• [What the task asks] Report each line of the data below in which "decoded" appears.

• [Record extracts]
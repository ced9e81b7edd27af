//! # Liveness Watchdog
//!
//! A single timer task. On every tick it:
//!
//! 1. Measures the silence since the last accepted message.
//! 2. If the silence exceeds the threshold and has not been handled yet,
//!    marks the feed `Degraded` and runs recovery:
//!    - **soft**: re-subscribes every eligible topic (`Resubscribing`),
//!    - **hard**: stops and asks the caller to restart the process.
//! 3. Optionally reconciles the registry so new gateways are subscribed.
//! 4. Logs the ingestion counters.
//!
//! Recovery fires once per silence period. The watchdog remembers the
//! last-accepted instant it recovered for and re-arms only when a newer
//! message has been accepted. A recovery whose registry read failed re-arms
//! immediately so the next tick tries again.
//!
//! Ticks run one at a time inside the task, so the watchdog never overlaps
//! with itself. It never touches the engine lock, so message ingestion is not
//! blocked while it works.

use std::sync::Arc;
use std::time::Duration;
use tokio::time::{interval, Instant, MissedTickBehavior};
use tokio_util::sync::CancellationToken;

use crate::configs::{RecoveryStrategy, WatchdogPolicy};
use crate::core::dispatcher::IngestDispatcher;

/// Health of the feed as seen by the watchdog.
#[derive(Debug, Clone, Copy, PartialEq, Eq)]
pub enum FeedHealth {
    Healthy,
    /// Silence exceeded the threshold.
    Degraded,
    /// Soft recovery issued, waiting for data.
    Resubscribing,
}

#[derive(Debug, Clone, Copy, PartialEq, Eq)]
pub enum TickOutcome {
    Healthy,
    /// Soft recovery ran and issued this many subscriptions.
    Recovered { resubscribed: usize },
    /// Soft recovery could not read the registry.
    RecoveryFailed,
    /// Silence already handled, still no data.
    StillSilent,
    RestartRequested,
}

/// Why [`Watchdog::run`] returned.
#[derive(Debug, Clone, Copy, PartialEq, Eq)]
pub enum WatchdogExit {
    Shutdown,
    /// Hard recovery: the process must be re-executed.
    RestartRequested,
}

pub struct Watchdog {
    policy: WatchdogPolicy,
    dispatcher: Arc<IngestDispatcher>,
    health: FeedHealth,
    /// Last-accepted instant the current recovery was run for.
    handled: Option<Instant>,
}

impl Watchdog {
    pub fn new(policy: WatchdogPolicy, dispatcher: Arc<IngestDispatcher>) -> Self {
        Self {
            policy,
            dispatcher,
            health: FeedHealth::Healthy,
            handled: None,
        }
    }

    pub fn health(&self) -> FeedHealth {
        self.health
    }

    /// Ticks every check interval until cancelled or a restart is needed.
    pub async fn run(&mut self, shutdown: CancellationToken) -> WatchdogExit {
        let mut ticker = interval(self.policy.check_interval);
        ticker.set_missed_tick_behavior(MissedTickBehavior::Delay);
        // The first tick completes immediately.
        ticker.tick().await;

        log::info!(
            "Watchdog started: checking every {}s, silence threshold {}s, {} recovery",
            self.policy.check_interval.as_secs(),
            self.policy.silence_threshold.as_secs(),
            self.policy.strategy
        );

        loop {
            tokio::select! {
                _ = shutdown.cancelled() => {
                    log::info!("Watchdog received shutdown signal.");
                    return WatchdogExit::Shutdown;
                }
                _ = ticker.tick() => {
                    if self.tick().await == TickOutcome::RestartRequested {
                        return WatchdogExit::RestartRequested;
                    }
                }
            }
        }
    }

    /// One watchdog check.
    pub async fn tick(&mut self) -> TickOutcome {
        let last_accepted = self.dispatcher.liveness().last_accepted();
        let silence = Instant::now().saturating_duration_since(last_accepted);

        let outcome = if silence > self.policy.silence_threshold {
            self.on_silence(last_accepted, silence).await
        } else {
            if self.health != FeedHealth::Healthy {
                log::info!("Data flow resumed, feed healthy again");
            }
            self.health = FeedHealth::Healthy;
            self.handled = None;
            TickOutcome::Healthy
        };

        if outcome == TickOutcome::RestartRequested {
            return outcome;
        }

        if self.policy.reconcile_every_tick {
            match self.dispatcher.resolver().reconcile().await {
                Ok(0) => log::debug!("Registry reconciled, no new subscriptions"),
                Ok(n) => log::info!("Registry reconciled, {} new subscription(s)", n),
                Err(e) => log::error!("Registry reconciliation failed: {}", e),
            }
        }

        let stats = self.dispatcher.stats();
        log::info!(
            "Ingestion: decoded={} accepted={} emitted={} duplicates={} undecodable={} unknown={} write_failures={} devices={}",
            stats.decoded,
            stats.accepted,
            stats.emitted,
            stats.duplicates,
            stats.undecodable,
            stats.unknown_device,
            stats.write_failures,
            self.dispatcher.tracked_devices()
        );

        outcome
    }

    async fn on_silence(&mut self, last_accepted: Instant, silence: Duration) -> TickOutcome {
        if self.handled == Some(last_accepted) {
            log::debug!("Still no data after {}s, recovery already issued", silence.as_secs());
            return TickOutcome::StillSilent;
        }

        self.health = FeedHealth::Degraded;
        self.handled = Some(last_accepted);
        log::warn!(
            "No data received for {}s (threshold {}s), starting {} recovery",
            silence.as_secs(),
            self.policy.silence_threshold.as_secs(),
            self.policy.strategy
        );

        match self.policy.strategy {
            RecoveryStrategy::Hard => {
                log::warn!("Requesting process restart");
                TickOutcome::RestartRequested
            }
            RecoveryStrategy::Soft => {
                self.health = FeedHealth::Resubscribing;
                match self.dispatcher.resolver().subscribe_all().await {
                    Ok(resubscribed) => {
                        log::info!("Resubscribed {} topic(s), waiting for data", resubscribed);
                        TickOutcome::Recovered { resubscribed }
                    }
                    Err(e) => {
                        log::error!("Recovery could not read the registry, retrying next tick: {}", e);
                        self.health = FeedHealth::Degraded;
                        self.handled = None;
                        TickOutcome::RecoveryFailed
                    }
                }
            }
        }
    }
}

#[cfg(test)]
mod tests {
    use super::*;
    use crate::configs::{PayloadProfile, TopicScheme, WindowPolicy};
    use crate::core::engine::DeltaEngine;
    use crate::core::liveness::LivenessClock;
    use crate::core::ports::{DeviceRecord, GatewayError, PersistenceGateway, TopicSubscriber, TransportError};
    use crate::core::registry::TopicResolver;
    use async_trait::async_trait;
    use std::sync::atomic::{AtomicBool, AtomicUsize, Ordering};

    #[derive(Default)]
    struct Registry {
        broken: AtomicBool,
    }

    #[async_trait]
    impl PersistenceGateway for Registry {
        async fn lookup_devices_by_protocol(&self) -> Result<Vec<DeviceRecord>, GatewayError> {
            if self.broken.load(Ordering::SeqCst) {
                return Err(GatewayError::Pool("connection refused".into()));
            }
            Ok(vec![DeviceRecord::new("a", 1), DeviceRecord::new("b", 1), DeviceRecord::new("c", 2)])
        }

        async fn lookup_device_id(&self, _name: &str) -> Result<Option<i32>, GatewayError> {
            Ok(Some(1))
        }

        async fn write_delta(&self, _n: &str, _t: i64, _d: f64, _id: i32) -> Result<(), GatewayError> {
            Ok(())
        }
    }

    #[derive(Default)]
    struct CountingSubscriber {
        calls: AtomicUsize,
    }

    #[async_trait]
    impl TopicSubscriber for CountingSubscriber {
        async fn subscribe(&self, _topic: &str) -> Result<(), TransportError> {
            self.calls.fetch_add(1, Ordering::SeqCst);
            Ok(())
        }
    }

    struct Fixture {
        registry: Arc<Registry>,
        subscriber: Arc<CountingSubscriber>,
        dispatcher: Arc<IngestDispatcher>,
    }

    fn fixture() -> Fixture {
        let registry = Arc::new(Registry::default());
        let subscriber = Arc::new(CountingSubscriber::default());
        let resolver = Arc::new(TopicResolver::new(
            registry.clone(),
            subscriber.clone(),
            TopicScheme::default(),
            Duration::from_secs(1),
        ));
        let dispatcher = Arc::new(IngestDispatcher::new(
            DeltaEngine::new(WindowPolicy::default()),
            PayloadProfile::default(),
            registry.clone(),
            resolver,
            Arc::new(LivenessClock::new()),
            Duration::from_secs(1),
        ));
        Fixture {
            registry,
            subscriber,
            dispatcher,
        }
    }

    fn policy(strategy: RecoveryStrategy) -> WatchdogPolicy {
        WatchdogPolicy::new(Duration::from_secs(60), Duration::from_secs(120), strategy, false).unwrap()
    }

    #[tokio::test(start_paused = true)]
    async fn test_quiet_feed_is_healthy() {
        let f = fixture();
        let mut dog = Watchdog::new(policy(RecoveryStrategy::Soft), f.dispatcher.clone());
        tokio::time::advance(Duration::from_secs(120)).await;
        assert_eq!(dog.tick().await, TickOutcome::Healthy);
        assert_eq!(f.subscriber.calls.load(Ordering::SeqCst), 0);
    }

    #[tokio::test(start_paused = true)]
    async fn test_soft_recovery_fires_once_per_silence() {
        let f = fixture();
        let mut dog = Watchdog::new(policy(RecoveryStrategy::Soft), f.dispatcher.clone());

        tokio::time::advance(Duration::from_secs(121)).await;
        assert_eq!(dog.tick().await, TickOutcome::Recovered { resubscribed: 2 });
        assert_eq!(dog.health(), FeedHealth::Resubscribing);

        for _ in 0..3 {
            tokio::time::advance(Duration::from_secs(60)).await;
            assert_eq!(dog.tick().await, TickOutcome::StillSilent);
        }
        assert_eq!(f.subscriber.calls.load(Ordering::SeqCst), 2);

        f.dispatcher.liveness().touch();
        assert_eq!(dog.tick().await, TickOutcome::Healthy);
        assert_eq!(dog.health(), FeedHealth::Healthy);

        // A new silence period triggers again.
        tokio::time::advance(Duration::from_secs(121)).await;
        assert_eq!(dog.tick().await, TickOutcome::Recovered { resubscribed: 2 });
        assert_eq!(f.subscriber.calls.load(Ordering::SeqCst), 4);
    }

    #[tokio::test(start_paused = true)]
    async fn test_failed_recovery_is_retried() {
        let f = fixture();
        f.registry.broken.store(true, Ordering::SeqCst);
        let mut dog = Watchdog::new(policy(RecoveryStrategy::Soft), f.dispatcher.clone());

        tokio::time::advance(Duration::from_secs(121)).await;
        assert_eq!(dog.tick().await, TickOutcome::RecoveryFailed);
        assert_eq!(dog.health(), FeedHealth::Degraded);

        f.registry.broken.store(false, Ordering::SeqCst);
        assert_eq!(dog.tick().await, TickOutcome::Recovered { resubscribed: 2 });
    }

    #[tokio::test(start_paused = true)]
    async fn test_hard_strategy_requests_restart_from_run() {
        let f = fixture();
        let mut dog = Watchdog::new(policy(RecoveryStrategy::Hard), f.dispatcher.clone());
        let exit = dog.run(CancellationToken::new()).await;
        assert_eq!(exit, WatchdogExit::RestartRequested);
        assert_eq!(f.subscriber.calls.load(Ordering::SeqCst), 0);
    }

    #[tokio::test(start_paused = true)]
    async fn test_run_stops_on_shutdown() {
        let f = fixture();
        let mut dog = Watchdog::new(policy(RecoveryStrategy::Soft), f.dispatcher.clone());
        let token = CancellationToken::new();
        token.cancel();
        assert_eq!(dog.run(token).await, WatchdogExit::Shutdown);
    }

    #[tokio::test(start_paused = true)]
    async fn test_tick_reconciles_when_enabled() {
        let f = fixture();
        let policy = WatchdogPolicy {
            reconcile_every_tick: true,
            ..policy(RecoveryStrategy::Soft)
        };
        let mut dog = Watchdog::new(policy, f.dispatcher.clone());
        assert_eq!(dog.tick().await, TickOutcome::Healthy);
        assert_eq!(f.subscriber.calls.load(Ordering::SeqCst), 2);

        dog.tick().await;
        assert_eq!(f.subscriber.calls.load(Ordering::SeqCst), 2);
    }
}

• [Result of this task]
            "Ingestion: decoded={} accepted={} emitted={} duplicates={} undecodable={} unknown={} write_failures={} devices={}",
            stats.decoded,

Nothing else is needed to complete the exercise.